A statement quoted the Managing Director of The Shell Petroleum Development Company of Nigeria Limited (SPDC) who doubles as the Country Chairman of Shell Companies in Nigeria, Osagie Okunbor as saying: “the two Nigerians have come up with creative ideas on energy efficiency, food and agriculture and join19 entrepreneurs from other countries to vie for the prestigious prize.”
The statement said that a public vote of the shortlisted businesses will take place between tomorrow, September 9 and 18, on the Shell LiveWIRE website, with the results helping to determine the winners.
The statement also quoted SPDC’s General Manager, External Relations, Igo Weli as saying: “we are happy that young Nigerians keep deploying the skills and funding assistance in our LiveWIRE training schemes. Last year, two Nigerian companies were among the Top Ten Innovators from among 21 entries in a contest which attracted over 11,000 voters from 102 countries. We hope to come out successful again this year.”

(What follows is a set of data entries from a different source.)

//! Shared RPC utilities for interacting with Ethereum JSON-RPC endpoints.

use std::{future::Future, time::Duration};

use serde::{Deserialize, de::DeserializeOwned};
use serde_json::Value;

use crate::gateway::GatewayError;

/// Create an HTTP client configured for JSON-RPC requests.
pub fn create_client(timeout: Duration) -> Result<reqwest::Client, reqwest::Error> {
    reqwest::Client::builder().timeout(timeout).build()
}

/// Make a JSON-RPC call and deserialize the result.
///
/// # Arguments
/// * `client` - The HTTP client to use
/// * `url` - The RPC endpoint URL
/// * `method` - The RPC method name
/// * `params` - The method parameters
///
/// # Returns
/// The deserialized result, or an error if the request failed or returned an error response.
pub async fn json_rpc_call<T: DeserializeOwned>(
    client: &reqwest::Client,
    url: &str,
    method: &str,
    params: Vec<Value>,
) -> Result<T, GatewayError> {
    let response = client
        .post(url)
        .json(&serde_json::json!({
            "jsonrpc": "2.0",
            "method": method,
            "params": params,
            "id": 1
        }))
        .send()
        .await
        .map_err(|source| GatewayError::Transport {
            method: method.to_string(),
            source,
        })?;

    let result: Value = response
        .json()
        .await
        .map_err(|source| GatewayError::Transport {
            method: method.to_string(),
            source,
        })?;

    decode_response(method, result)
}

/// Split a JSON-RPC envelope into its result or its error object.
pub(crate) fn decode_response<T: DeserializeOwned>(
    method: &str,
    response: Value,
) -> Result<T, GatewayError> {
    if let Some(error) = response.get("error") {
        return Err(GatewayError::Rpc {
            method: method.to_string(),
            code: error.get("code").and_then(Value::as_i64).unwrap_or_default(),
            message: error
                .get("message")
                .and_then(Value::as_str)
                .unwrap_or("unknown")
                .to_string(),
        });
    }

    let result_value = response
        .get("result")
        .ok_or_else(|| GatewayError::Malformed {
            method: method.to_string(),
            reason: "no result in response".to_string(),
        })?
        .clone();

    serde_json::from_value(result_value).map_err(|e| GatewayError::Malformed {
        method: method.to_string(),
        reason: e.to_string(),
    })
}

/// Deserialize a u64 from a hex quantity (with 0x prefix).
pub(crate) fn deserialize_u64_from_hex<'de, D>(deserializer: D) -> Result<u64, D::Error>
where
    D: serde::Deserializer<'de>,
{
    let s: String = Deserialize::deserialize(deserializer)?;
    parse_hex_u64(&s).map_err(serde::de::Error::custom)
}

/// Deserialize an optional u64 hex quantity, treating `null` and absence alike.
pub(crate) fn deserialize_opt_u64_from_hex<'de, D>(
    deserializer: D,
) -> Result<Option<u64>, D::Error>
where
    D: serde::Deserializer<'de>,
{
    let s: Option<String> = Deserialize::deserialize(deserializer)?;
    s.as_deref()
        .map(parse_hex_u64)
        .transpose()
        .map_err(serde::de::Error::custom)
}

pub(crate) fn parse_hex_u64(s: &str) -> Result<u64, std::num::ParseIntError> {
    u64::from_str_radix(s.trim_start_matches("0x"), 16)
}

/// Poll `check_fn` until it yields a value or `timeout` elapses.
///
/// Errors returned by `check_fn` are logged and polling continues; only the
/// deadline ends the wait. Returns `None` on timeout.
pub async fn poll_until<T, E, F, Fut>(
    name: &str,
    timeout: Duration,
    poll_interval: Duration,
    check_fn: F,
) -> Option<T>
where
    E: std::fmt::Display,
    F: Fn() -> Fut,
    Fut: Future<Output = Result<Option<T>, E>>,
{
    let start = tokio::time::Instant::now();

    loop {
        match check_fn().await {
            Ok(Some(value)) => return Some(value),
            Ok(None) => {
                tracing::trace!(target_name = %name, "Not ready yet, polling again...");
            }
            Err(e) => {
                tracing::debug!(error = %e, target_name = %name, "Poll failed, polling again...");
            }
        }

        if start.elapsed() >= timeout {
            return None;
        }

        tokio::time::sleep(poll_interval).await;
    }
}

#[cfg(test)]
mod tests {
    use super::*;

    #[test]
    fn test_decode_response_result() {
        let value: String = decode_response(
            "eth_chainId",
            serde_json::json!({"jsonrpc": "2.0", "id": 1, "result": "0x7a69"}),
        )
        .unwrap();
        assert_eq!(value, "0x7a69");
    }

    #[test]
    fn test_decode_response_error_object() {
        let err = decode_response::<String>(
            "eth_sendTransaction",
            serde_json::json!({
                "jsonrpc": "2.0",
                "id": 1,
                "error": {"code": -32000, "message": "insufficient funds for gas * price + value"}
            }),
        )
        .unwrap_err();

        match err {
            GatewayError::Rpc {
                method,
                code,
                message,
            } => {
                assert_eq!(method, "eth_sendTransaction");
                assert_eq!(code, -32000);
                assert!(message.contains("insufficient funds"));
            }
            other => panic!("unexpected error: {other:?}"),
        }
    }

    #[test]
    fn test_decode_response_null_result_as_option() {
        let value: Option<String> = decode_response(
            "eth_getTransactionReceipt",
            serde_json::json!({"jsonrpc": "2.0", "id": 1, "result": null}),
        )
        .unwrap();
        assert!(value.is_none());
    }

    #[test]
    fn test_decode_response_missing_result() {
        let err =
            decode_response::<String>("eth_blockNumber", serde_json::json!({"id": 1})).unwrap_err();
        assert!(matches!(err, GatewayError::Malformed { .. }));
    }

    #[test]
    fn test_parse_hex_u64() {
        assert_eq!(parse_hex_u64("0x7a69").unwrap(), 31337);
        assert_eq!(parse_hex_u64("0x0").unwrap(), 0);
        assert!(parse_hex_u64("0xzz").is_err());
    }

    #[tokio::test]
    async fn test_poll_until_times_out() {
        let result: Option<()> = poll_until(
            "never",
            Duration::from_millis(30),
            Duration::from_millis(5),
            || async { Ok::<_, String>(None) },
        )
        .await;
        assert!(result.is_none());
    }

    #[tokio::test]
    async fn test_poll_until_keeps_polling_through_errors() {
        let calls = std::sync::atomic::AtomicUsize::new(0);
        let result = poll_until(
            "flaky",
            Duration::from_secs(5),
            Duration::from_millis(1),
            || {
                let n = calls.fetch_add(1, std::sync::atomic::Ordering::SeqCst);
                async move {
                    match n {
                        0 => Err("connection reset".to_string()),
                        1 => Ok(None),
                        _ => Ok(Some(n)),
                    }
                }
            },
        )
        .await;
        assert_eq!(result, Some(2));
    }
}
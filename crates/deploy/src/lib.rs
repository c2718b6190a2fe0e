//! chainship-deploy - One-shot contract deployment with provenance records.
//!
//! This crate drives the deployment of a single compiled contract: it resolves
//! the network and deployer account, publishes the artifact, checks the
//! contract's initial state, and persists a JSON deployment record for
//! frontends, explorers and audit trails.

pub mod artifact;
pub mod config;
pub mod executor;
pub mod gateway;
pub mod network;
pub mod pipeline;
pub mod record;
pub mod report;
pub mod rpc;
pub mod units;
pub mod verifier;

pub use artifact::{Artifact, ArtifactError};
pub use config::{CONFIG_FILENAME, DeployConfig};
pub use executor::{ConfirmationPolicy, ContractHandle, DeploymentError, ReceiptMeta};
pub use gateway::{ChainGateway, GatewayError, JsonRpcGateway, ReceiptInfo, TransactionMeta};
pub use network::{AccountInfo, LOCAL_CHAIN_ID, NetworkInfo, ResolutionError};
pub use pipeline::{DeploymentPipeline, Diagnostics, PipelineError, PipelineOutcome};
pub use record::{DeploymentRecord, PersistenceError, RecordKey, RecordLocation, RecordStore};
pub use report::Reporter;
pub use verifier::{QueryError, QueryValue, VerificationResult};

It said that LiveWIRE is Shell’s flagship youth enterprise development programme that provides training and finance to young people to start or expand their own businesses.
Launched in Nigeria in 2003, the programme enables young entrepreneurs to convert their bright ideas into sustainable businesses creating wider employment and income generation opportunities. “LiveWIRE ambassadors have benefitted from this support to make their mark and we call on Nigerians to encourage them by voting for their ideas,” Weli added.
Winners and two runners up will be named in the categories of Food & Agriculture, Energy & Mobility, and Sustainable Future, with the winners receiving $20,000 USD and runners up receiving $10,000 USD. In addition, Shell LiveWIRE will name an Outstanding Achievement Award winner who will receive $10,000 USD. All Top Ten Innovators will win direct mentoring from Shell staff and the opportunity to integrate and benefit from vast linkages within Shell’s global network.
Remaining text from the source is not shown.